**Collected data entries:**
· · · · ·

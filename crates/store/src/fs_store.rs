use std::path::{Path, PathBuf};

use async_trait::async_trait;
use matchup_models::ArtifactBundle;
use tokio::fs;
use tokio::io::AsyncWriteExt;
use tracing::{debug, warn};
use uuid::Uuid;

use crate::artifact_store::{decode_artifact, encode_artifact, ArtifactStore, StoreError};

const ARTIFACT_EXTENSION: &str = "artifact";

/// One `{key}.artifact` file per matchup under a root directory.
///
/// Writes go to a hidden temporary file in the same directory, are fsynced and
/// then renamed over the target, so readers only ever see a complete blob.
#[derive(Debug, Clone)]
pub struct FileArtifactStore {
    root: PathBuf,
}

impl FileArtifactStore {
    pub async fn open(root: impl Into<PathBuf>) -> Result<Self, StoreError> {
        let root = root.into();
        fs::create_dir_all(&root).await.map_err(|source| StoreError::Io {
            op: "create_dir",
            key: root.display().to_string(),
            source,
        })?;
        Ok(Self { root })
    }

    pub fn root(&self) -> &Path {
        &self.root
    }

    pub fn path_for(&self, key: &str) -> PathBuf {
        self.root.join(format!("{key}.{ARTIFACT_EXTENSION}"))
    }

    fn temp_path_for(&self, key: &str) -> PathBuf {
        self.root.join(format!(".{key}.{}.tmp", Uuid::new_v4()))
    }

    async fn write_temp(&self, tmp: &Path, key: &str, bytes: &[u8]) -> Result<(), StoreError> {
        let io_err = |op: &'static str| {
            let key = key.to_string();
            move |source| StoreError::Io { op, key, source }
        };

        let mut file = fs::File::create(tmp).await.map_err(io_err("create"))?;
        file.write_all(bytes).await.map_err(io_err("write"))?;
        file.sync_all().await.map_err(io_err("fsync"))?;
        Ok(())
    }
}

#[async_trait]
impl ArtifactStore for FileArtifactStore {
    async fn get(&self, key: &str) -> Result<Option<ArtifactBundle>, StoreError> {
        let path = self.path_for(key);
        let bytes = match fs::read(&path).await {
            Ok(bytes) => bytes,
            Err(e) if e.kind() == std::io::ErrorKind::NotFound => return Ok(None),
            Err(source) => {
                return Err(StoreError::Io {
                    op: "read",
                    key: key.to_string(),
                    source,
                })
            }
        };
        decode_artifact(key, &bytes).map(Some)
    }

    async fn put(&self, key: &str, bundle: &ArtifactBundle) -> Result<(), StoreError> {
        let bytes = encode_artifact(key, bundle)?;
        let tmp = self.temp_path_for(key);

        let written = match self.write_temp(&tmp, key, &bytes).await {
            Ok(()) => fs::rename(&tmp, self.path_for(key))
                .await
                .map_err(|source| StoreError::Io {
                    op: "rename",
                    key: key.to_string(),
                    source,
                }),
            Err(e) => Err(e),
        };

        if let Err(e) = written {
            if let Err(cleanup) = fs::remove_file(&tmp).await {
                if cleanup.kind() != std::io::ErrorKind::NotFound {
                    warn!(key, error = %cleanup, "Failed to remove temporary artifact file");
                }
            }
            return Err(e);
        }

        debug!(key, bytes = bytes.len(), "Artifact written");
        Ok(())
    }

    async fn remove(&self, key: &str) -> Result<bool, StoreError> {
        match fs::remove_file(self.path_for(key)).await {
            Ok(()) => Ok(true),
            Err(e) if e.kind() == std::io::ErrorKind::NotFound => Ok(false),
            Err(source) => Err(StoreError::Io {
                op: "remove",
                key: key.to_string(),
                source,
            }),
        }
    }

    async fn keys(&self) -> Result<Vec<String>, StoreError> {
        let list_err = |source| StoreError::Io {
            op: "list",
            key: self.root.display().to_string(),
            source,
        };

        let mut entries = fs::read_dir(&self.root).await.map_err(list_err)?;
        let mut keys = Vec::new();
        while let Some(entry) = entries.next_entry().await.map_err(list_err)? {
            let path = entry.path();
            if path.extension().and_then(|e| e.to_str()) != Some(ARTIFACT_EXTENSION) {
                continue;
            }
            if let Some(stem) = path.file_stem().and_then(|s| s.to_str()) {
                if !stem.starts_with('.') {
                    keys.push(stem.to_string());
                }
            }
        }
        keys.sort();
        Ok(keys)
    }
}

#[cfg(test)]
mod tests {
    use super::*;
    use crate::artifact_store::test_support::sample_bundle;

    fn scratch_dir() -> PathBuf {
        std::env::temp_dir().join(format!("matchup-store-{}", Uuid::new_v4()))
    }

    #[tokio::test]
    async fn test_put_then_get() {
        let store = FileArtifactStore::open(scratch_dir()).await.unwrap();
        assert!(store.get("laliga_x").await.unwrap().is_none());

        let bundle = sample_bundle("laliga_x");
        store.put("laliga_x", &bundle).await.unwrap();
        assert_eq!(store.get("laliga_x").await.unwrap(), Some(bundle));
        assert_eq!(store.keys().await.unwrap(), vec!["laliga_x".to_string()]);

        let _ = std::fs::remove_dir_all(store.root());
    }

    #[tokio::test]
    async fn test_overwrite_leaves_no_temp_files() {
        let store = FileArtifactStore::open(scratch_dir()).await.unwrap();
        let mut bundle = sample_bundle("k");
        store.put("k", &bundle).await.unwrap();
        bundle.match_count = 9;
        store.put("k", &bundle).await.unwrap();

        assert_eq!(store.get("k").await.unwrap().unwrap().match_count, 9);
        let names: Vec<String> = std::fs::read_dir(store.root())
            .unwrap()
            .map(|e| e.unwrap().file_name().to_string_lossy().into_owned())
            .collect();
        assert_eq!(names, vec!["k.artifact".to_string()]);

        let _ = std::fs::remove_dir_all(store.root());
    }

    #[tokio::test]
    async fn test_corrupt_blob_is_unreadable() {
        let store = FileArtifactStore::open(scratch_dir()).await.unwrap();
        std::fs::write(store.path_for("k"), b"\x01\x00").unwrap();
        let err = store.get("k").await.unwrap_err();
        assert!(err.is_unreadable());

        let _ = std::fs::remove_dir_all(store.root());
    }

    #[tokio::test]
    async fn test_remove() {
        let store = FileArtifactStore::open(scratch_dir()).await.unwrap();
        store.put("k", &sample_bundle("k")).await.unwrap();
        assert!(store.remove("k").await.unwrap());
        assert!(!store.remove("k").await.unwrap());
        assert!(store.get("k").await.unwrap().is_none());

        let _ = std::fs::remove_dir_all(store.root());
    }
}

· · · · ·

Locate the word "names" in the entries, and copy every line where it is found.

        let names: Vec<String> = std::fs::read_dir(store.root())
        assert_eq!(names, vec!["k.artifact".to_string()]);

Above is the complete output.